Your task:
Where does the word "scopes" appear in the entries below? Copy each line that holds it.
Material for the task START
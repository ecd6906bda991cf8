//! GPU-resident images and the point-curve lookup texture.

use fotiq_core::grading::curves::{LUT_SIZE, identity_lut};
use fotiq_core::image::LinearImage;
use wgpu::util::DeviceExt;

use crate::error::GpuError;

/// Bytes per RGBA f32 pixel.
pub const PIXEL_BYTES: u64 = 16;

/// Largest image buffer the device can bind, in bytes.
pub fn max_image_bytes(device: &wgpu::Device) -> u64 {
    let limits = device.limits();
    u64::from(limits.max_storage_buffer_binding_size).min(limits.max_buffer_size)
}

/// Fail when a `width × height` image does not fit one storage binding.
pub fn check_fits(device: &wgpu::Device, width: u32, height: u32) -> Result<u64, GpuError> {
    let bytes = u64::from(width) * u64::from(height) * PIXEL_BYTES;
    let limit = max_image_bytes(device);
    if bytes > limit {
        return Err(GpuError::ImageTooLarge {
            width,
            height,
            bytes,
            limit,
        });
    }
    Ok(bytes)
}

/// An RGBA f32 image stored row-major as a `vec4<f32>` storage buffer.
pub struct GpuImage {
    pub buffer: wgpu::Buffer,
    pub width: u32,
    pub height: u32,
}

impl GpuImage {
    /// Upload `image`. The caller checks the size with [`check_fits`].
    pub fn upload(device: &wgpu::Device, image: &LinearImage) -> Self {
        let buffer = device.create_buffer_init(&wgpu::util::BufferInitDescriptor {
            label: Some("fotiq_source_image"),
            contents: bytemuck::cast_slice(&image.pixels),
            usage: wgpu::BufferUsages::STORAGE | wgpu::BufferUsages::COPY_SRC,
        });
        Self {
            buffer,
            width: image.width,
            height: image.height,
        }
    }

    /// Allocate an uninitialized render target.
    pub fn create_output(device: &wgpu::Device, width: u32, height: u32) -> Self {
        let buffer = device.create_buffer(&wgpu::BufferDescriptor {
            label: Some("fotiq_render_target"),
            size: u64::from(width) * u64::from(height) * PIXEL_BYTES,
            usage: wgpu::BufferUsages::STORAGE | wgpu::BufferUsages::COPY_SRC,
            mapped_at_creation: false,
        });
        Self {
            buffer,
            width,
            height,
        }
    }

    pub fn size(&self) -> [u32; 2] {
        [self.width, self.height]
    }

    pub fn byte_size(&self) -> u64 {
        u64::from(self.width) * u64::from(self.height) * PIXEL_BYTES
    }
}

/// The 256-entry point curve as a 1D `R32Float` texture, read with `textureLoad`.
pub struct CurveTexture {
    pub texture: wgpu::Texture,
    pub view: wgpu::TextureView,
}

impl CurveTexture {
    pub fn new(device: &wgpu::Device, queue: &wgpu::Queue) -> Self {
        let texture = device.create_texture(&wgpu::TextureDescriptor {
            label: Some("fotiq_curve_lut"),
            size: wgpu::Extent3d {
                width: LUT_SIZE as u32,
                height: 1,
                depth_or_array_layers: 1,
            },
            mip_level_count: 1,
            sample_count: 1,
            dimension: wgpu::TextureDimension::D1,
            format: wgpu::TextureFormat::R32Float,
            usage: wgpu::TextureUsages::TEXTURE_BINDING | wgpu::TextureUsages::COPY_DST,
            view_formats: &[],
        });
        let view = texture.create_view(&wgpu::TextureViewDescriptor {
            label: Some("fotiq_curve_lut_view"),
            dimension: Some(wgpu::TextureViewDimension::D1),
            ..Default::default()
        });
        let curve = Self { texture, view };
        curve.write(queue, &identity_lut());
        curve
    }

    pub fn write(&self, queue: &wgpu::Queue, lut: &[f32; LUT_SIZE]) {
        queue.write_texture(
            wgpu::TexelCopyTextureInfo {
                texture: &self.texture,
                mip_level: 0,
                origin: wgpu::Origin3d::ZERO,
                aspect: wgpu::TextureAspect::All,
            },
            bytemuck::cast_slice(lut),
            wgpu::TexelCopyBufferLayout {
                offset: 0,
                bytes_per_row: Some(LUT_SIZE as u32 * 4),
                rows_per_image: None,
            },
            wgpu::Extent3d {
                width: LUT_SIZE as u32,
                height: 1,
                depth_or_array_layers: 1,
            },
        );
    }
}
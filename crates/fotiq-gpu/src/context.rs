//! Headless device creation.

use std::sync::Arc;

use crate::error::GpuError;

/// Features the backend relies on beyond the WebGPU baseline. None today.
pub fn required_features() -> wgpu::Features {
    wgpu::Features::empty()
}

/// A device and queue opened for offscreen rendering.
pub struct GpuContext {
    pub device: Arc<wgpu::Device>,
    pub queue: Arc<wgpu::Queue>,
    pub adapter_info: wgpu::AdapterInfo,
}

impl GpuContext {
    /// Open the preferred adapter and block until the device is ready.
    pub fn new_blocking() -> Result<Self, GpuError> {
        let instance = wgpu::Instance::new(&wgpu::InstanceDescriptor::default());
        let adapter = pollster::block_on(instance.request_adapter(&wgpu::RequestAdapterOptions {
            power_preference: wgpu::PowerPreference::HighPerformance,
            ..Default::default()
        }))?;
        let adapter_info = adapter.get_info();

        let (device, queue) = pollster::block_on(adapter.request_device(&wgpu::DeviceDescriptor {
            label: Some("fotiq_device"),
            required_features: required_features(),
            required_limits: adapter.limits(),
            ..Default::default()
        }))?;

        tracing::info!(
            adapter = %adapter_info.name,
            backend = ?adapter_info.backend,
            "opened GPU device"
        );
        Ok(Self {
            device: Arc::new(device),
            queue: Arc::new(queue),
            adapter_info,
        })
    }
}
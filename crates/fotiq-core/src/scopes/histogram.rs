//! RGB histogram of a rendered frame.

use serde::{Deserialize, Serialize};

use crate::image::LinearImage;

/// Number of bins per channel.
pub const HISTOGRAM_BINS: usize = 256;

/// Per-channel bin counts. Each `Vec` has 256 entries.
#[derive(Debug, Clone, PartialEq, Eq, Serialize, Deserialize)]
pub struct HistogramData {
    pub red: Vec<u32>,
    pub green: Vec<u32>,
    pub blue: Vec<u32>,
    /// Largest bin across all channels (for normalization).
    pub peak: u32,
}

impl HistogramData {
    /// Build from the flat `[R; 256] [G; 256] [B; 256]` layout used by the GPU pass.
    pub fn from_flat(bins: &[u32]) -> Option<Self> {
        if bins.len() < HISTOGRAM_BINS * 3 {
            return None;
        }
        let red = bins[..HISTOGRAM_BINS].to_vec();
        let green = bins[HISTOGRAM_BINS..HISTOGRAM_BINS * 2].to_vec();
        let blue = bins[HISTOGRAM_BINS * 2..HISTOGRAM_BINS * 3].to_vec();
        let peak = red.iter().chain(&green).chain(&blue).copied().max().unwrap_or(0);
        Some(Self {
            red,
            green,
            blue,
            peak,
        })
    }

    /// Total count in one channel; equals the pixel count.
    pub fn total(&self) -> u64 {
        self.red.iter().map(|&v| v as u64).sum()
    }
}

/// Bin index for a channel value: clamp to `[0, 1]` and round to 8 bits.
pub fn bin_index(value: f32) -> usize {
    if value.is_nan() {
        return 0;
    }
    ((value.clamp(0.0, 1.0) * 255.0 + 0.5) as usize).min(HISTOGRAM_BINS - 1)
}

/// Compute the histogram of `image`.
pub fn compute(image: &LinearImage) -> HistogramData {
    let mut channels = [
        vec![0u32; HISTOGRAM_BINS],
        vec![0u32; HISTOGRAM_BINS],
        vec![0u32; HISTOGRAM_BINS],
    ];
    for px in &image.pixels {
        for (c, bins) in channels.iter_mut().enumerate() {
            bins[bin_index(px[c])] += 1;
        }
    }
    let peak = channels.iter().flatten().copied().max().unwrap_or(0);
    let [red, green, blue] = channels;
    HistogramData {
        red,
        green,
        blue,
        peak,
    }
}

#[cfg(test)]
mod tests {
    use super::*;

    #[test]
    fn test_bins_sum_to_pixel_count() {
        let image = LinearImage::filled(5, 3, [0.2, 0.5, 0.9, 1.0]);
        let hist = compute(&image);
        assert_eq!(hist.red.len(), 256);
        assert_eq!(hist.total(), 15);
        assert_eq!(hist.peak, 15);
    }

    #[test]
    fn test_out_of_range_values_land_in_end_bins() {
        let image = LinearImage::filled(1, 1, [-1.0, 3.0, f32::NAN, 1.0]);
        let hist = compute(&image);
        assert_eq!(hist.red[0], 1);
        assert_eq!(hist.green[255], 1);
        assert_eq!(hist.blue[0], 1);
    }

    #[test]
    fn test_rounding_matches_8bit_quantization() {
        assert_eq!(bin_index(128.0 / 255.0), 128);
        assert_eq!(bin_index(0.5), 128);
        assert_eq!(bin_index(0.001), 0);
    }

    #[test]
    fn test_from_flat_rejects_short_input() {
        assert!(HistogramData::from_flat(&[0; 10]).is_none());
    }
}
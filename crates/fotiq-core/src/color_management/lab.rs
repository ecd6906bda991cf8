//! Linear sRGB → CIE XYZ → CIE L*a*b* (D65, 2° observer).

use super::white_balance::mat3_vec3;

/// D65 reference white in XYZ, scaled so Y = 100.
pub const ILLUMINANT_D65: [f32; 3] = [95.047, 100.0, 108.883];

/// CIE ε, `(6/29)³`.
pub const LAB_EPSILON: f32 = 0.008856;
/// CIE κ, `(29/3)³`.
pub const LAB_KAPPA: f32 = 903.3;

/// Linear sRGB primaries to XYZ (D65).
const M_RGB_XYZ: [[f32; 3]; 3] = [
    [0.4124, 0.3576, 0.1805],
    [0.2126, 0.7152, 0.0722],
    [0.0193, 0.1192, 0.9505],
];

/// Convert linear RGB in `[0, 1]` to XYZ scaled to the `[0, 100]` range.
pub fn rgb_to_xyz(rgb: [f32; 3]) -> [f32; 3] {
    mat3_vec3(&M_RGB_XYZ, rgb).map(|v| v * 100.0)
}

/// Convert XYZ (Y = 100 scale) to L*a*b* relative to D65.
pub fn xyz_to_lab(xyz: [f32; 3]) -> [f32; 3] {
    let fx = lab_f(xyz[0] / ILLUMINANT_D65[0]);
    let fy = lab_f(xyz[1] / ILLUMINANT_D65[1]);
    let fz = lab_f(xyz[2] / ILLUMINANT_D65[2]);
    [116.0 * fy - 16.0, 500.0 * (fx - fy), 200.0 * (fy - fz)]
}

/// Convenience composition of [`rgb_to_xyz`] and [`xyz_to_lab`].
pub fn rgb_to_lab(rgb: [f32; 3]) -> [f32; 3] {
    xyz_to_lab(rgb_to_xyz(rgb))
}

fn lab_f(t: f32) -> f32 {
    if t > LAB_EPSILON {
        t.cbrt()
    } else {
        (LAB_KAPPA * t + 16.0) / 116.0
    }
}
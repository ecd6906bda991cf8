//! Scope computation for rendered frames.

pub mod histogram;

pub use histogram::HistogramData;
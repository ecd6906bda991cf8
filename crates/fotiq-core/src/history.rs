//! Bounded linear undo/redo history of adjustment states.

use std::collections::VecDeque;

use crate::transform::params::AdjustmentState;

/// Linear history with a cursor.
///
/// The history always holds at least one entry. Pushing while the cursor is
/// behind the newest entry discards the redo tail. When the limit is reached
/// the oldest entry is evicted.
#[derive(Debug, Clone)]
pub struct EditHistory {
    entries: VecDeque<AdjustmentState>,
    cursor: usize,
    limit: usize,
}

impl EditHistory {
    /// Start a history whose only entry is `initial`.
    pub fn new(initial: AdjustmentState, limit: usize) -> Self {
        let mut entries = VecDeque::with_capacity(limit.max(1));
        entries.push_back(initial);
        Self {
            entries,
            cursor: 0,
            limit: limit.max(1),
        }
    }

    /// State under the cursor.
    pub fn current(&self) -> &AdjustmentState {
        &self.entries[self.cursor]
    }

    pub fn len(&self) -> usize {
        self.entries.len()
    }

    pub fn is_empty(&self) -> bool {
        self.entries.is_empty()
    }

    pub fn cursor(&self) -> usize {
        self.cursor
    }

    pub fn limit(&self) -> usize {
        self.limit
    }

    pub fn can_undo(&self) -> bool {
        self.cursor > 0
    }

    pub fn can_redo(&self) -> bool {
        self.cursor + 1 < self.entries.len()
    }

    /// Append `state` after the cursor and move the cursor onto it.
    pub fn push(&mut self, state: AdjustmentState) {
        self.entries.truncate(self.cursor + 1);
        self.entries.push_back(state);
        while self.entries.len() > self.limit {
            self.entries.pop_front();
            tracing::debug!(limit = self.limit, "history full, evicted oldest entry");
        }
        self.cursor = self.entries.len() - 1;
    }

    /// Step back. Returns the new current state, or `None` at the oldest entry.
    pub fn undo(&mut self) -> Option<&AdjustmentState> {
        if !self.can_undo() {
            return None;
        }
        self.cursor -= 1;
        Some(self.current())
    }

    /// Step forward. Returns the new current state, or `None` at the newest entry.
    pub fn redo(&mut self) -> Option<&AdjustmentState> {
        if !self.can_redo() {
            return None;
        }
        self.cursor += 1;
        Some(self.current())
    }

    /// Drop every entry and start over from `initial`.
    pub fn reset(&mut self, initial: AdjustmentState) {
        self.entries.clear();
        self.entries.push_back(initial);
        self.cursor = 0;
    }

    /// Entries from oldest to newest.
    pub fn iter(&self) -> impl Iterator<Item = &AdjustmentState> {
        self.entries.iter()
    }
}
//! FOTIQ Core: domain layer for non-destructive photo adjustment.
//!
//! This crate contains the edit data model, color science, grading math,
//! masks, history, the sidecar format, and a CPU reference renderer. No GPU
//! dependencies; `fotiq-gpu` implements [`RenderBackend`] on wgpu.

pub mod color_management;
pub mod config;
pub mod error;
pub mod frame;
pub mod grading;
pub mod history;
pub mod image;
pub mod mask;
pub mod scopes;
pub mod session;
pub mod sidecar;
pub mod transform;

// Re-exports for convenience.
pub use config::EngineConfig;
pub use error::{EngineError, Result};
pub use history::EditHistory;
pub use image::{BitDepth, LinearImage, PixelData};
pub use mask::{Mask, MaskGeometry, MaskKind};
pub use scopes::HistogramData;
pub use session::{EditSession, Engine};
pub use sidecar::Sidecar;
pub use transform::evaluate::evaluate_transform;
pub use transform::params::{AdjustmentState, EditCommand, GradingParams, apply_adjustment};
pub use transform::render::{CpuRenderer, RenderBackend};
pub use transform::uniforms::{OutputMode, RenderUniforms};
Material for the task END
Response to this exercise:
filename crates/fotiq-core/src/scopes/histogram.rs
pub mod scopes;
pub use scopes::HistogramData;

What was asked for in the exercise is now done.